▶ _EXERCISE OBJECTIVE_: All entries below are to be set down again, identical to the source.
━━ INFORMATION SHOWN ━━
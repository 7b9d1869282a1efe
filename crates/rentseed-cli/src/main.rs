use rentseed_core::logging;

mod cli;

use crate::cli::CliCommand;

fn main() {
    // Initialize logging as early as possible; fall back to stderr if the
    // state directory is unusable.
    if logging::init_logging().is_err() {
        logging::init_logging_stderr();
    }

    if let Err(err) = CliCommand::run_from_args() {
        eprintln!("rentseed error: {:#}", err);
        std::process::exit(1);
    }
}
━━━
▶ _WRITTEN REPLY_:
repository 7b9d1869282a1efe
filename crates/rentseed-cli/src/main.rs
use rentseed_core::logging;

mod cli;

use crate::cli::CliCommand;

fn main() {
    // Initialize logging as early as possible; fall back to stderr if the
    // state directory is unusable.
    if logging::init_logging().is_err() {
        logging::init_logging_stderr();
    }

    if let Err(err) = CliCommand::run_from_args() {
        eprintln!("rentseed error: {:#}", err);
        std::process::exit(1);
    }
}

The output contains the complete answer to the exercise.